▶ Activity
Collect every line in the records below that contains the word "EmptyGeometry".

--- START ---

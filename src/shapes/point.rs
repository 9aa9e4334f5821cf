//! 2D points

use std::fmt;
use std::ops::{Add, AddAssign, Sub};

use glam::DVec2;

use super::Transform;
use crate::bounds::{BoundedShape, BoundingBox};
use crate::types::{Length, Offset};

/// A position in the plane
#[derive(Clone, Copy, Debug, PartialEq, Default)]
pub struct Point {
    pub x: Length,
    pub y: Length,
}

impl Point {
    pub fn new(x: impl Into<Length>, y: impl Into<Length>) -> Self {
        Point {
            x: x.into(),
            y: y.into(),
        }
    }

    /// Calculate the midpoint between two points
    pub fn midpoint(self, other: Self) -> Self {
        Point {
            x: (self.x + other.x) / 2.0,
            y: (self.y + other.y) / 2.0,
        }
    }

    /// Euclidean distance to `other`
    pub fn distance(self, other: Self) -> Length {
        Length(DVec2::from(self).distance(other.into()))
    }
}

impl Transform for Point {
    fn translate(&self, offset: Offset) -> Self {
        *self + offset
    }

    /// `x' = 2·axis - x`; `y` is untouched.
    fn mirror_horizontally(&self, axis_x: impl Into<Length>) -> Self {
        let axis: Length = axis_x.into();
        Point {
            x: axis * 2.0 - self.x,
            y: self.y,
        }
    }
}

impl BoundedShape for Point {
    fn extent(&self) -> Option<BoundingBox> {
        Some(BoundingBox::from_point(*self))
    }
}

impl From<Point> for DVec2 {
    fn from(p: Point) -> DVec2 {
        DVec2::new(p.x.0, p.y.0)
    }
}

impl From<DVec2> for Point {
    fn from(v: DVec2) -> Point {
        Point::new(v.x, v.y)
    }
}

/// Add an offset to a point to get a new point
impl Add<Offset> for Point {
    type Output = Point;
    fn add(self, rhs: Offset) -> Point {
        Point {
            x: self.x + rhs.dx,
            y: self.y + rhs.dy,
        }
    }
}

impl AddAssign<Offset> for Point {
    fn add_assign(&mut self, rhs: Offset) {
        self.x += rhs.dx;
        self.y += rhs.dy;
    }
}

/// Subtract two points to get an offset
impl Sub<Point> for Point {
    type Output = Offset;
    fn sub(self, rhs: Point) -> Offset {
        Offset {
            dx: self.x - rhs.x,
            dy: self.y - rhs.y,
        }
    }
}

impl fmt::Display for Point {
    fn fmt(&self, f: &mut fmt::Formatter<'_>) -> fmt::Result {
        write!(f, "({}, {})", self.x, self.y)
    }
}
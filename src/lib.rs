//! blockgeom: a small 2D geometric modeling kernel.
//!
//! Build a [`Block`] tree bottom-up from points, lines, text and nested
//! blocks, then query its [`BoundingBox`] or derive translated and mirrored
//! copies of it:
//!
//! ```
//! use blockgeom::{Block, BoundedShape, Offset, Point, StraightLine, Transform};
//!
//! let mut pad = Block::new();
//! pad.add_point([Point::new(-2.0, 8.0)]);
//!
//! let mut board = Block::new();
//! board
//!     .add_line([StraightLine::new(Point::new(0.0, 0.0), Point::new(10.0, 5.0))])
//!     .add_block([pad]);
//!
//! let bb = board.bounding_box()?;
//! assert_eq!(bb.min, Point::new(-2.0, 0.0));
//! assert_eq!(bb.max, Point::new(10.0, 8.0));
//!
//! let shifted = board.translate(Offset::new(1.0, 1.0));
//! assert_eq!(shifted.bounding_box()?.min, Point::new(-1.0, 1.0));
//! # Ok::<(), blockgeom::GeometryError>(())
//! ```

// Declared before `shapes`: enum_dispatch must see the trait before the enum.
pub mod bounds;

pub mod angle;
pub mod block;
pub mod defaults;
pub mod errors;
mod log;
pub mod shapes;
pub mod types;

pub use angle::{normalize_rads, Angle};
pub use block::Block;
pub use bounds::{collective_bounding_box, BoundedShape, BoundingBox};
pub use errors::{GeometryError, Result};
pub use shapes::{Line, Point, Polyline, Shape, StraightLine, Text, Transform};
pub use types::{Length, Offset};
//! End-to-end behaviour of block trees built through the public API

use blockgeom::{
    collective_bounding_box, Angle, Block, BoundedShape, BoundingBox, GeometryError, Line,
    Offset, Point, Polyline, Shape, StraightLine, Text, Transform,
};
use std::f64::consts::FRAC_PI_4;

fn seg(x1: f64, y1: f64, x2: f64, y2: f64) -> StraightLine {
    StraightLine::new(Point::new(x1, y1), Point::new(x2, y2))
}

/// Three levels deep: board -> footprint -> pad
fn board() -> Block {
    let mut pad = Block::new();
    pad.add_line([Polyline::new([
        Point::new(0.0, 0.0),
        Point::new(1.0, 0.0),
        Point::new(1.0, 1.0),
        Point::new(0.0, 1.0),
    ])
    .closed()]);

    let mut footprint = Block::new();
    footprint
        .add_text([Text::new("U1", Angle(FRAC_PI_4), Point::new(0.5, 2.0))])
        .add_block([pad.translate(Offset::new(-3.0, 0.0)), pad]);

    let mut board = Block::new();
    board
        .add_line([seg(0.0, 0.0, 10.0, 5.0)])
        .add_point([Point::new(12.0, -1.0)])
        .add_block([footprint]);
    board
}

#[test]
fn nested_bounding_box_spans_all_levels() {
    let bb = board().bounding_box().unwrap();
    assert_eq!(bb.min, Point::new(-3.0, -1.0));
    assert_eq!(bb.max, Point::new(12.0, 5.0));
}

#[test]
fn polyline_is_stored_as_segments() {
    let b = board();
    let pad = &b.blocks()[0].blocks()[1];
    assert_eq!(pad.straight_lines().len(), 4);
    assert_eq!(pad.straight_lines()[3], seg(0.0, 1.0, 0.0, 0.0));
}

#[test]
fn translate_moves_every_level() {
    let original = board();
    let moved = original.translate(Offset::new(2.0, 3.0));

    let bb = moved.bounding_box().unwrap();
    assert_eq!(bb.min, Point::new(-1.0, 2.0));
    assert_eq!(bb.max, Point::new(14.0, 8.0));

    assert_eq!(moved.blocks()[0].text()[0].position, Point::new(2.5, 5.0));
    assert_eq!(moved.translate(Offset::new(-2.0, -3.0)), original);
    assert_eq!(original, board());
}

#[test]
fn mirror_moves_every_level_and_keeps_order() {
    let original = board();
    let mirrored = original.mirror_horizontally(5.0);

    let bb = mirrored.bounding_box().unwrap();
    assert_eq!(bb.min, Point::new(-2.0, -1.0));
    assert_eq!(bb.max, Point::new(13.0, 5.0));

    let footprint = &mirrored.blocks()[0];
    assert_eq!(footprint.blocks().len(), 2);
    assert_eq!(footprint.blocks()[1].straight_lines()[0], seg(10.0, 0.0, 9.0, 0.0));
    assert_eq!(footprint.text()[0].rotation, Angle(FRAC_PI_4));

    assert_eq!(mirrored.mirror_horizontally(5.0), original);
}

#[test]
fn empty_trees_report_empty_geometry() {
    let mut hollow = Block::new();
    hollow.add_block([Block::new()]);
    hollow.add_line([Polyline::new([Point::new(1.0, 1.0)])]);

    assert!(hollow.straight_lines().is_empty());
    assert_eq!(hollow.bounding_box(), Err(GeometryError::EmptyGeometry));
    assert_eq!(
        hollow.mirror_horizontally(1.0).bounding_box(),
        Err(GeometryError::EmptyGeometry)
    );
}

#[test]
fn collective_box_over_heterogeneous_shapes() {
    let shapes: Vec<Shape> = vec![
        board().into(),
        Point::new(20.0, 20.0).into(),
        Text::new("far", Angle::ZERO, Point::new(-30.0, 0.0)).into(),
    ];
    let bb = collective_bounding_box(&shapes).unwrap();
    assert_eq!(bb, BoundingBox::from_corners(Point::new(-30.0, -1.0), Point::new(20.0, 20.0)));

    let none: Vec<Shape> = Vec::new();
    let err = collective_bounding_box(&none).unwrap_err();
    assert_eq!(err, GeometryError::EmptyGeometry);
}

#[test]
fn custom_line_types_plug_into_blocks() {
    /// An axis-aligned rectangle outline
    struct Rect {
        min: Point,
        max: Point,
    }

    impl Line for Rect {
        fn straight_lines(&self) -> Vec<StraightLine> {
            Polyline::new([
                self.min,
                Point { x: self.max.x, y: self.min.y },
                self.max,
                Point { x: self.min.x, y: self.max.y },
            ])
            .closed()
            .straight_lines()
        }
    }

    let mut b = Block::new();
    b.add_line([Rect {
        min: Point::new(1.0, 1.0),
        max: Point::new(4.0, 3.0),
    }]);

    assert_eq!(b.straight_lines().len(), 4);
    assert_eq!(
        b.bounding_box().unwrap(),
        BoundingBox::from_corners(Point::new(1.0, 1.0), Point::new(4.0, 3.0))
    );
}
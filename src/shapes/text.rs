//! Positioned, rotated labels

use super::{Point, Transform};
use crate::angle::Angle;
use crate::bounds::{BoundedShape, BoundingBox};
use crate::types::{Length, Offset};

/// A text label anchored at `position`
#[derive(Clone, Debug, PartialEq)]
pub struct Text {
    pub content: String,
    pub rotation: Angle,
    pub position: Point,
}

impl Text {
    pub fn new(content: impl Into<String>, rotation: Angle, position: Point) -> Self {
        Self {
            content: content.into(),
            rotation,
            position,
        }
    }
}

impl Transform for Text {
    fn translate(&self, offset: Offset) -> Self {
        Self {
            content: self.content.clone(),
            rotation: self.rotation,
            position: self.position.translate(offset),
        }
    }

    /// Only the anchor is reflected. The rotation is carried over unchanged,
    /// so a mirrored label keeps reading in its original direction.
    fn mirror_horizontally(&self, axis_x: impl Into<Length>) -> Self {
        Self {
            content: self.content.clone(),
            rotation: self.rotation,
            position: self.position.mirror_horizontally(axis_x),
        }
    }
}

/// Text extent is not measured: the box is the anchor point.
impl BoundedShape for Text {
    fn extent(&self) -> Option<BoundingBox> {
        Some(BoundingBox::from_point(self.position))
    }
}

--- END ---

▶ Response to the task
    assert_eq!(hollow.bounding_box(), Err(GeometryError::EmptyGeometry));
        Err(GeometryError::EmptyGeometry)
    assert_eq!(err, GeometryError::EmptyGeometry);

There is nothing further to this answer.